**Exercise brief**
Repeat the data exactly, every last line of it.

..........

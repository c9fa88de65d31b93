// Copyright 2024 FastLabs Developers
//
// Licensed under the Apache License, Version 2.0 (the "License");
// you may not use this file except in compliance with the License.
// You may obtain a copy of the License at
//
//     http://www.apache.org/licenses/LICENSE-2.0
//
// Unless required by applicable law or agreed to in writing, software
// distributed under the License is distributed on an "AS IS" BASIS,
// WITHOUT WARRANTIES OR CONDITIONS OF ANY KIND, either express or implied.
// See the License for the specific language governing permissions and
// limitations under the License.

use std::cell::RefCell;
use std::collections::BTreeMap;
use std::marker::PhantomData;

thread_local! {
    static CONTEXT_MAP: RefCell<BTreeMap<String, String>> = const { RefCell::new(BTreeMap::new()) };
    static CONTEXT_STACK: RefCell<Vec<String>> = const { RefCell::new(Vec::new()) };
}

/// Thread-scoped diagnostic state.
///
/// Two shapes are kept per thread: a key-value map and a nested frame stack.
/// Both are snapshotted into every record the thread emits. Map entries shadow
/// repository properties of the same name; per-record properties shadow both.
///
/// # Examples
///
/// ```
/// use logtree::diagnostic::ThreadContext;
///
/// ThreadContext::put("request", "r-42");
/// {
///     let _scope = ThreadContext::push("handler");
///     // records emitted here carry the "handler" frame
/// }
/// ThreadContext::remove("request");
/// ```
#[derive(Debug, Default, Clone, Copy)]
#[non_exhaustive]
pub struct ThreadContext {}

impl ThreadContext {
    /// Insert a key-value pair into the current thread's context map.
    pub fn put<K, V>(key: K, value: V)
    where
        K: Into<String>,
        V: Into<String>,
    {
        CONTEXT_MAP.with(|map| {
            map.borrow_mut().insert(key.into(), value.into());
        });
    }

    /// Remove a key-value pair from the current thread's context map.
    pub fn remove(key: &str) {
        CONTEXT_MAP.with(|map| {
            map.borrow_mut().remove(key);
        });
    }

    /// Look up a value in the current thread's context map.
    pub fn get(key: &str) -> Option<String> {
        CONTEXT_MAP.with(|map| map.borrow().get(key).cloned())
    }

    /// Clear the current thread's context map.
    pub fn clear() {
        CONTEXT_MAP.with(|map| map.borrow_mut().clear());
    }

    /// Push a frame onto the current thread's context stack.
    ///
    /// The returned guard pops the frame when dropped, on every exit path.
    #[must_use = "the frame is popped when the returned scope is dropped"]
    pub fn push(frame: impl Into<String>) -> ContextScope {
        CONTEXT_STACK.with(|stack| stack.borrow_mut().push(frame.into()));
        ContextScope {
            _not_send: PhantomData,
        }
    }

    /// The current depth of the context stack.
    pub fn depth() -> usize {
        CONTEXT_STACK.with(|stack| stack.borrow().len())
    }

    pub(crate) fn snapshot_map() -> Vec<(String, String)> {
        CONTEXT_MAP.with(|map| {
            map.borrow()
                .iter()
                .map(|(k, v)| (k.clone(), v.clone()))
                .collect()
        })
    }

    pub(crate) fn snapshot_stack() -> Vec<String> {
        CONTEXT_STACK.with(|stack| stack.borrow().clone())
    }
}

/// Pops one context frame when dropped.
#[derive(Debug)]
pub struct ContextScope {
    // scopes belong to the thread that pushed them
    _not_send: PhantomData<*const ()>,
}

impl Drop for ContextScope {
    fn drop(&mut self) {
        CONTEXT_STACK.with(|stack| {
            stack.borrow_mut().pop();
        });
    }
}

#[cfg(test)]
mod tests {
    use super::*;

    #[test]
    fn test_map_put_get_remove() {
        ThreadContext::put("user", "alice");
        assert_eq!(ThreadContext::get("user"), Some("alice".to_string()));
        ThreadContext::remove("user");
        assert_eq!(ThreadContext::get("user"), None);
    }

    #[test]
    fn test_scope_pops_on_drop() {
        assert_eq!(ThreadContext::depth(), 0);
        {
            let _outer = ThreadContext::push("outer");
            assert_eq!(ThreadContext::depth(), 1);
            {
                let _inner = ThreadContext::push("inner");
                assert_eq!(ThreadContext::snapshot_stack(), vec!["outer", "inner"]);
            }
            assert_eq!(ThreadContext::depth(), 1);
        }
        assert_eq!(ThreadContext::depth(), 0);
    }

    #[test]
    fn test_scope_pops_on_early_return() {
        fn inner() -> Result<(), ()> {
            let _scope = ThreadContext::push("short-lived");
            Err(())
        }
        let _ = inner();
        assert_eq!(ThreadContext::depth(), 0);
    }
}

..........

**Reply to the exercise**
repository c9fa88de65d31b93
// Copyright 2024 FastLabs Developers
//
// Licensed under the Apache License, Version 2.0 (the "License");
// you may not use this file except in compliance with the License.
// You may obtain a copy of the License at
//
//     http://www.apache.org/licenses/LICENSE-2.0
//
// Unless required by applicable law or agreed to in writing, software
// distributed under the License is distributed on an "AS IS" BASIS,
// WITHOUT WARRANTIES OR CONDITIONS OF ANY KIND, either express or implied.
// See the License for the specific language governing permissions and
// limitations under the License.

use std::cell::RefCell;
use std::collections::BTreeMap;
use std::marker::PhantomData;

thread_local! {
    static CONTEXT_MAP: RefCell<BTreeMap<String, String>> = const { RefCell::new(BTreeMap::new()) };
    static CONTEXT_STACK: RefCell<Vec<String>> = const { RefCell::new(Vec::new()) };
}

/// Thread-scoped diagnostic state.
///
/// Two shapes are kept per thread: a key-value map and a nested frame stack.
/// Both are snapshotted into every record the thread emits. Map entries shadow
/// repository properties of the same name; per-record properties shadow both.
///
/// # Examples
///
/// ```
/// use logtree::diagnostic::ThreadContext;
///
/// ThreadContext::put("request", "r-42");
/// {
///     let _scope = ThreadContext::push("handler");
///     // records emitted here carry the "handler" frame
/// }
/// ThreadContext::remove("request");
/// ```
#[derive(Debug, Default, Clone, Copy)]
#[non_exhaustive]
pub struct ThreadContext {}

impl ThreadContext {
    /// Insert a key-value pair into the current thread's context map.
    pub fn put<K, V>(key: K, value: V)
    where
        K: Into<String>,
        V: Into<String>,
    {
        CONTEXT_MAP.with(|map| {
            map.borrow_mut().insert(key.into(), value.into());
        });
    }

    /// Remove a key-value pair from the current thread's context map.
    pub fn remove(key: &str) {
        CONTEXT_MAP.with(|map| {
            map.borrow_mut().remove(key);
        });
    }

    /// Look up a value in the current thread's context map.
    pub fn get(key: &str) -> Option<String> {
        CONTEXT_MAP.with(|map| map.borrow().get(key).cloned())
    }

    /// Clear the current thread's context map.
    pub fn clear() {
        CONTEXT_MAP.with(|map| map.borrow_mut().clear());
    }

    /// Push a frame onto the current thread's context stack.
    ///
    /// The returned guard pops the frame when dropped, on every exit path.
    #[must_use = "the frame is popped when the returned scope is dropped"]
    pub fn push(frame: impl Into<String>) -> ContextScope {
        CONTEXT_STACK.with(|stack| stack.borrow_mut().push(frame.into()));
        ContextScope {
            _not_send: PhantomData,
        }
    }

    /// The current depth of the context stack.
    pub fn depth() -> usize {
        CONTEXT_STACK.with(|stack| stack.borrow().len())
    }

    pub(crate) fn snapshot_map() -> Vec<(String, String)> {
        CONTEXT_MAP.with(|map| {
            map.borrow()
                .iter()
                .map(|(k, v)| (k.clone(), v.clone()))
                .collect()
        })
    }

    pub(crate) fn snapshot_stack() -> Vec<String> {
        CONTEXT_STACK.with(|stack| stack.borrow().clone())
    }
}

/// Pops one context frame when dropped.
#[derive(Debug)]
pub struct ContextScope {
    // scopes belong to the thread that pushed them
    _not_send: PhantomData<*const ()>,
}

impl Drop for ContextScope {
    fn drop(&mut self) {
        CONTEXT_STACK.with(|stack| {
            stack.borrow_mut().pop();
        });
    }
}

#[cfg(test)]
mod tests {
    use super::*;

    #[test]
    fn test_map_put_get_remove() {
        ThreadContext::put("user", "alice");
        assert_eq!(ThreadContext::get("user"), Some("alice".to_string()));
        ThreadContext::remove("user");
        assert_eq!(ThreadContext::get("user"), None);
    }

    #[test]
    fn test_scope_pops_on_drop() {
        assert_eq!(ThreadContext::depth(), 0);
        {
            let _outer = ThreadContext::push("outer");
            assert_eq!(ThreadContext::depth(), 1);
            {
                let _inner = ThreadContext::push("inner");
                assert_eq!(ThreadContext::snapshot_stack(), vec!["outer", "inner"]);
            }
            assert_eq!(ThreadContext::depth(), 1);
        }
        assert_eq!(ThreadContext::depth(), 0);
    }

    #[test]
    fn test_scope_pops_on_early_return() {
        fn inner() -> Result<(), ()> {
            let _scope = ThreadContext::push("short-lived");
            Err(())
        }
        let _ = inner();
        assert_eq!(ThreadContext::depth(), 0);
    }
}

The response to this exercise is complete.